Настенька
Наш маленький клуб с романтическим названием “У лесного костра”, придуманный Максимом Дмитриевичем, в сборе. Почти неделю мы жили в доме егеря на берегу Или - в урочище Аяккалкан. Полдень. Сидем за дощатым столом в небольшой кухоньке, пол вымыт до цвета желтокорого лимона. Только что отведали сомовой ухи. Сома поймал Семен Давыдович. Прикрыв помытую посуду полотенцем от налетевших мух, вели неторопливый разговор о природе, анималистической литературе. Максим Дмитриевич, как обычно, неторопливо рассказывает нам, как строить рассказы о природе на фактических наблюдениях. Приводит примеры из личного опыта. Мы слушали, расслабившись, наслаждаясь прохладой дома и покоем. У двери, распахнутой прямо в пустыню, высокое слепящее солнце. Пески со всех сторон. Только в окно видна сверкающая водой излучина, заросшая редким тростником.
Разговор пошел о прошлом. Здесь уж обязательно первое место за Максимом Дмитриевичем. Дуэт ему обязательно составлял Кустанович. Опершись руками о колени, приподняв плечи, покачиваясь, Зверев рассказывал, как четыре или пять десятков лет назад с этого самого места, - он показал в окно в сторону реки, -вместе с известным ученым-зоологом Василием Николаевичем Скалоном сплавлялись они вниз по Или.

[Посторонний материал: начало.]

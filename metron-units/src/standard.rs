//! Standard unit configuration
//!
//! Wires the catalog units into a registry: physical units, system tags,
//! scales, bridges between unit systems, offset temperature scales and
//! compactions for derived units.

use tracing::debug;
use metron_core::{Measure, MeasureError, Number, NumberError, Unit};
use crate::catalog::*;
use crate::graph::{divide_by, multiply_by};
use crate::{InferDimension, UnitRegistry};

/// Configure every standard unit
pub fn configure(registry: &mut UnitRegistry) -> Result<(), MeasureError> {
    configure_length(registry)?;
    configure_area(registry)?;
    configure_mass(registry)?;
    configure_time(registry)?;
    configure_temperature(registry)?;
    configure_pressure(registry)?;
    configure_mechanics(registry)?;
    debug!(nodes = registry.graph().len(), "standard units configured");
    Ok(())
}

fn number(s: &str) -> Result<Number, NumberError> {
    Number::from_str(s)
}

fn identity() -> impl Fn(&Number) -> Result<Number, NumberError> + Send + Sync + 'static {
    |value: &Number| Ok(value.clone())
}

fn configure_length(registry: &mut UnitRegistry) -> Result<(), MeasureError> {
    registry
        .unit(NANOMETER)
        .is_physical_unit(LENGTH)?
        .start_scale()?
        .to(MICROMETER, 1000)?
        .to(MILLIMETER, 1000)?
        .to(CENTIMETER, 10)?
        .to(METER, 100)?
        .to(KILOMETER, 1000)?;

    registry
        .unit(MICROINCH)
        .is_physical_unit(LENGTH)?
        .start_scale()?
        .to(INCH, 1_000_000)?
        .to(FOOT, 12)?
        .to(YARD, 3)?
        .to(MILE, 1760)?;

    let inch = number("2.54")?;
    registry
        .unit(INCH)
        .convert_value_based(CENTIMETER, multiply_by(inch.clone()), divide_by(inch), InferDimension::Strict)?;

    for unit in [NANOMETER, MICROMETER, MILLIMETER, CENTIMETER, METER, KILOMETER] {
        registry.unit(unit).belongs_to_type_system(&[METRIC]);
    }
    registry.unit(METER).belongs_to_type_system(&[SI]);
    for unit in [MICROINCH, INCH, FOOT, YARD, MILE] {
        registry.unit(unit).belongs_to_type_system(&[IMPERIAL]);
    }
    Ok(())
}

fn configure_area(registry: &mut UnitRegistry) -> Result<(), MeasureError> {
    registry
        .unit(SQUARE_METER)
        .is_physical_unit(LENGTH.squared())?
        .belongs_to_type_system(&[SI, METRIC])
        .equivalent_to(METER.squared())
        .convert_value_based(METER.squared(), identity(), identity(), InferDimension::FromThis)?
        .start_scale()?
        .to(HECTARE, 10_000)?;
    registry.unit(HECTARE).belongs_to_type_system(&[METRIC]);
    Ok(())
}

fn configure_mass(registry: &mut UnitRegistry) -> Result<(), MeasureError> {
    registry
        .unit(MILLIGRAM)
        .is_physical_unit(MASS)?
        .start_scale()?
        .to(GRAM, 1000)?
        .to(KILOGRAM, 1000)?
        .to(TONNE, 1000)?;

    registry.unit(MILLIGRAM).start_scale()?.to(CARAT, 200)?;

    registry
        .unit(OUNCE)
        .is_physical_unit(MASS)?
        .start_scale()?
        .to(POUND, 16)?;

    let pound = number("0.45359237")?;
    registry
        .unit(POUND)
        .convert_value_based(KILOGRAM, multiply_by(pound.clone()), divide_by(pound), InferDimension::Strict)?;

    for unit in [MILLIGRAM, GRAM, KILOGRAM, TONNE, CARAT] {
        registry.unit(unit).belongs_to_type_system(&[METRIC]);
    }
    registry.unit(KILOGRAM).belongs_to_type_system(&[SI]);
    for unit in [OUNCE, POUND] {
        registry.unit(unit).belongs_to_type_system(&[IMPERIAL]);
    }
    Ok(())
}

fn configure_time(registry: &mut UnitRegistry) -> Result<(), MeasureError> {
    registry
        .unit(NANOSECOND)
        .is_physical_unit(TIME)?
        .start_scale()?
        .to(MICROSECOND, 1000)?
        .to(MILLISECOND, 1000)?
        .to(SECOND, 1000)?
        .to(MINUTE, 60)?
        .to(HOUR, 60)?
        .to(DAY, 24)?;

    for unit in [NANOSECOND, MICROSECOND, MILLISECOND, SECOND, MINUTE, HOUR, DAY] {
        registry.unit(unit).belongs_to_type_system(&[METRIC, IMPERIAL]);
    }
    registry.unit(SECOND).belongs_to_type_system(&[SI]);
    Ok(())
}

fn configure_temperature(registry: &mut UnitRegistry) -> Result<(), MeasureError> {
    let offset = number("273.15")?;
    let nine = Number::from_i64(9);
    let five = Number::from_i64(5);
    let thirty_two = Number::from_i64(32);

    let to_celsius = offset.clone();
    let from_celsius = offset;
    registry
        .unit(KELVIN)
        .is_physical_unit(TEMPERATURE)?
        .belongs_to_type_system(&[SI, METRIC])
        .convertible_to(
            CELSIUS,
            move |m: &Measure| Ok(Measure::with_precision(m.value().sub(&to_celsius), CELSIUS, m.precision())),
            move |m: &Measure| Ok(Measure::with_precision(m.value().add(&from_celsius), KELVIN, m.precision())),
        );

    let (to_nine, to_five, to_offset) = (nine.clone(), five.clone(), thirty_two.clone());
    registry
        .unit(CELSIUS)
        .is_physical_unit(TEMPERATURE)?
        .belongs_to_type_system(&[METRIC])
        .convertible_to(
            FAHRENHEIT,
            move |m: &Measure| {
                let value = m.value().mul(&to_nine).checked_div(&to_five)?.add(&to_offset);
                Ok(Measure::with_precision(value, FAHRENHEIT, m.precision()))
            },
            move |m: &Measure| {
                let value = m.value().sub(&thirty_two).mul(&five).checked_div(&nine)?;
                Ok(Measure::with_precision(value, CELSIUS, m.precision()))
            },
        );

    registry
        .unit(FAHRENHEIT)
        .is_physical_unit(TEMPERATURE)?
        .belongs_to_type_system(&[IMPERIAL]);
    Ok(())
}

fn configure_pressure(registry: &mut UnitRegistry) -> Result<(), MeasureError> {
    registry
        .unit(PASCAL)
        .is_physical_unit(pressure())?
        .belongs_to_type_system(&[SI, METRIC])
        .start_scale()?
        .to(BAR, 100_000)?;
    registry.unit(BAR).belongs_to_type_system(&[METRIC]);

    let psi = number("6894.757293168")?;
    registry
        .unit(PSI)
        .is_physical_unit(pressure())?
        .belongs_to_type_system(&[IMPERIAL])
        .convert_value_based(PASCAL, multiply_by(psi.clone()), divide_by(psi), InferDimension::Strict)?;
    Ok(())
}

fn configure_mechanics(registry: &mut UnitRegistry) -> Result<(), MeasureError> {
    let newton_parts: Unit = KILOGRAM * METER / SECOND.squared();
    registry
        .unit(NEWTON)
        .is_physical_unit(force())?
        .belongs_to_type_system(&[SI, METRIC])
        .equivalent_to(newton_parts.clone())
        .convert_value_based(newton_parts, identity(), identity(), InferDimension::FromThis)?;

    let joule_parts: Unit = NEWTON * METER;
    registry
        .unit(JOULE)
        .is_physical_unit(energy())?
        .belongs_to_type_system(&[SI, METRIC])
        .equivalent_to(joule_parts.clone())
        .convert_value_based(joule_parts, identity(), identity(), InferDimension::FromThis)?;
    Ok(())
}
//! Measure type - a value bound to a unit

use std::fmt;
use serde::{Deserialize, Serialize};
use crate::{MeasureError, Number, Unit};

/// Default number of decimal digits kept on every measure
pub const DEFAULT_PRECISION: u32 = 10;

/// A physical measure: a numeric value with an associated unit.
///
/// The value is rounded to `precision` decimal digits (ties away from zero)
/// whenever a measure is constructed, including results of arithmetic.
#[derive(Debug, Clone, Serialize, Deserialize)]
#[serde(from = "MeasureParts")]
pub struct Measure {
    value: Number,
    unit: Unit,
    precision: u32,
}

/// Wire form of a measure; rounded on the way in
#[derive(Deserialize)]
struct MeasureParts {
    value: Number,
    unit: Unit,
    #[serde(default = "default_precision")]
    precision: u32,
}

fn default_precision() -> u32 {
    DEFAULT_PRECISION
}

impl From<MeasureParts> for Measure {
    fn from(parts: MeasureParts) -> Self {
        Measure::with_precision(parts.value, parts.unit, parts.precision)
    }
}

impl Measure {
    /// Create a measure rounded to [`DEFAULT_PRECISION`]
    pub fn new(value: impl Into<Number>, unit: impl Into<Unit>) -> Self {
        Self::with_precision(value, unit, DEFAULT_PRECISION)
    }

    /// Create a measure rounded to the given number of decimal digits
    pub fn with_precision(value: impl Into<Number>, unit: impl Into<Unit>, precision: u32) -> Self {
        Measure {
            value: value.into().round_to(precision),
            unit: unit.into(),
            precision,
        }
    }

    /// Create a dimensionless measure (pure number)
    pub fn dimensionless(value: impl Into<Number>) -> Self {
        Self::new(value, Unit::dimensionless())
    }

    pub fn value(&self) -> &Number {
        &self.value
    }

    pub fn unit(&self) -> &Unit {
        &self.unit
    }

    pub fn precision(&self) -> u32 {
        self.precision
    }

    pub fn is_dimensionless(&self) -> bool {
        self.unit.is_dimensionless()
    }

    /// Same unit and precision, new value
    pub fn with_value(&self, value: Number) -> Measure {
        Self::with_precision(value, self.unit.clone(), self.precision)
    }

    /// Add two measures (units must be equal)
    pub fn add(&self, other: &Measure) -> Result<Measure, MeasureError> {
        self.check_same_unit(other)?;
        Ok(self.with_value(self.value.add(&other.value)))
    }

    /// Subtract two measures (units must be equal)
    pub fn sub(&self, other: &Measure) -> Result<Measure, MeasureError> {
        self.check_same_unit(other)?;
        Ok(self.with_value(self.value.sub(&other.value)))
    }

    /// Multiply two measures (units are multiplied)
    pub fn mul(&self, other: &Measure) -> Measure {
        Self::with_precision(
            self.value.mul(&other.value),
            self.unit.multiply(&other.unit),
            self.precision,
        )
    }

    /// Divide two measures (units are divided)
    pub fn div(&self, other: &Measure) -> Result<Measure, MeasureError> {
        let value = self.value.checked_div(&other.value)?;
        Ok(Self::with_precision(value, self.unit.divide(&other.unit), self.precision))
    }

    /// Attach an extra unit factor, keeping the value
    pub fn times_unit(&self, unit: impl Into<Unit>) -> Measure {
        Self::with_precision(self.value.clone(), self.unit.multiply(&unit.into()), self.precision)
    }

    fn check_same_unit(&self, other: &Measure) -> Result<(), MeasureError> {
        if self.unit != other.unit {
            return Err(MeasureError::incompatible_units(&self.unit, &other.unit));
        }
        Ok(())
    }
}

impl fmt::Display for Measure {
    fn fmt(&self, f: &mut fmt::Formatter<'_>) -> fmt::Result {
        if self.unit.is_dimensionless() {
            write!(f, "{}", self.value)
        } else {
            write!(f, "{} {}", self.value, self.unit)
        }
    }
}

impl PartialEq for Measure {
    fn eq(&self, other: &Self) -> bool {
        self.unit == other.unit && self.value == other.value
    }
}

#[cfg(test)]
mod tests {
    use super::*;
    use crate::{codes, Factor};

    const METER: Factor = Factor::root("m");
    const SECOND: Factor = Factor::root("s");

    fn n(s: &str) -> Number {
        Number::from_str(s).unwrap()
    }

    #[test]
    fn test_construction_rounds() {
        let m = Measure::new(n("1.23456789012345"), METER);
        assert_eq!(*m.value(), n("1.2345678901"));

        let m = Measure::with_precision(n("2.345"), METER, 2);
        assert_eq!(*m.value(), n("2.35"));
    }

    #[test]
    fn test_add_same_unit() {
        let a = Measure::new(5, METER);
        let b = Measure::new(7, METER);
        assert_eq!(a.add(&b).unwrap(), Measure::new(12, METER));
        assert_eq!(a.sub(&b).unwrap(), Measure::new(-2, METER));
    }

    #[test]
    fn test_add_mismatched_units_fails() {
        let a = Measure::new(5, METER);
        let b = Measure::new(5, SECOND);
        let err = a.add(&b).unwrap_err();
        assert_eq!(err.code(), codes::INCOMPATIBLE_UNITS);
        assert!(a.sub(&b).is_err());
    }

    #[test]
    fn test_mul_div_combine_units() {
        let distance = Measure::new(100, METER);
        let time = Measure::new(10, SECOND);
        let speed = distance.div(&time).unwrap();
        assert_eq!(speed, Measure::new(10, METER / SECOND));

        let back = speed.mul(&time);
        assert_eq!(back, distance);
    }

    #[test]
    fn test_div_by_zero() {
        let distance = Measure::new(100, METER);
        let zero = Measure::new(0, SECOND);
        assert_eq!(distance.div(&zero).unwrap_err().code(), codes::NUMERIC);
    }

    #[test]
    fn test_times_unit() {
        let m = Measure::dimensionless(3).times_unit(METER);
        assert_eq!(m, Measure::new(3, METER));
        assert!(!m.is_dimensionless());
    }

    #[test]
    fn test_deserialize_rounds_value() {
        let json = serde_json::json!({
            "value": "1.23456789012345678",
            "unit": { "numerators": [{ "kind": "root", "id": "m" }], "denominators": [] },
            "precision": 2
        });
        let m: Measure = serde_json::from_value(json).unwrap();
        assert_eq!(*m.value(), n("1.23"));
        assert_eq!(m.precision(), 2);
        assert_eq!(*m.unit(), METER.unit());
    }

    #[test]
    fn test_deserialize_defaults_precision() {
        let json = serde_json::json!({
            "value": "0.123456789012",
            "unit": { "numerators": [], "denominators": [] }
        });
        let m: Measure = serde_json::from_value(json).unwrap();
        assert_eq!(m.precision(), DEFAULT_PRECISION);
        assert_eq!(*m.value(), n("0.1234567890"));
    }

    #[test]
    fn test_display() {
        assert_eq!(format!("{}", Measure::new(5, METER / SECOND)), "5 m/s");
        assert_eq!(format!("{}", Measure::dimensionless(2)), "2");
    }
}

- Все в то время, а мы были молоды еще, было интересно! - тихо, но восторженно говорил он. - Построили здесь плот и стали сплавляться. Плыли, плыли с Васей мы, плыли... У него, сами знаете,-обращается он к Семену Давыдовичу и ко мне, - у него же вот такая пышная борода - во! - крутит он руками под подбородком - Хорошо ему - комарам места меньше... Все хорошо было, но одно не рассчитали: продукты оказались на исходе. Рыба не идет. Есть нечего. Оставалось только бросать задуманную экспедицию, ехать домой. Жалко и обидно. Решили тогда, если увидим артель рыбаков, их много было, выйдем, купим у них рыбы. Так и сделали. Как только показались рыбаки, причалили. Вышли. “Продайте нам рыбы”,- говорим. И странно, отказали, говорят “нельзя, и все”! И понимаете, ни в какую! В одной ничего, в другой, третьей артели, и все попусту. Боятся. Мол, узнает начальство - будут неприятности. Вот ведь беда какая! А есть-то охота! Ладно. Плывем дальше, дело уж под вечер. Сидит мой Вася, приуныл. То все пел песенки Вертинского, а тут умолк совсем. Видим, снова рыбаки. Не пошел он, “чего говорить без толку”. Решился я тогда один счастье еще попытать. Вася на плоту у отмели остался, а я пошел вброд. Подхожу: “Не продадите ли рыбки? - спрашиваю. -Второй день, как продукты кончились”, - разжалобить вроде бы хочу. “А че сами-то не можете? Мужики тоже мне!” - грубо эдак на меня один, видно, из главных в артели. А сам такой же, как Вася, уже лет под пятьдесят. С такой же длинной и пышной бородой. Из староверов похоже. Много их здесь в те годы было. Посмотрел подозрительно на меня маленькими быстрыми глазками, на Васю смотрит, а потом кричит: “Настенька! Поди-ка сюда!” Подходит к нему белобрысая девушка лет шестнадцати, ресницы как в молоке вымытые. Дочь, видно. Чего-то шепнул ей. Она кивнула головой и пошла ближе к берегу. На Васю смотрит чего-то. Потом снова к нему и тоже что-то на ухо ему. Тогда он говорит: “Сдается мне, у тебя на плоту батюшка сидит?” С таким, вроде уж бы, теплом в голосе. Я смекнул, что к чему. “Конечно, - говорю, - его и везу. В Баканас мы”. “А че там, в Баканасе-то?” - спрашивает. “Церковь батюшка собирается там строить, вот и едем”.- “Ну что же, это дело! ” - говорит с миротворной ноткой бородач и смотрит на меня уже вовсе подобревшими глазками.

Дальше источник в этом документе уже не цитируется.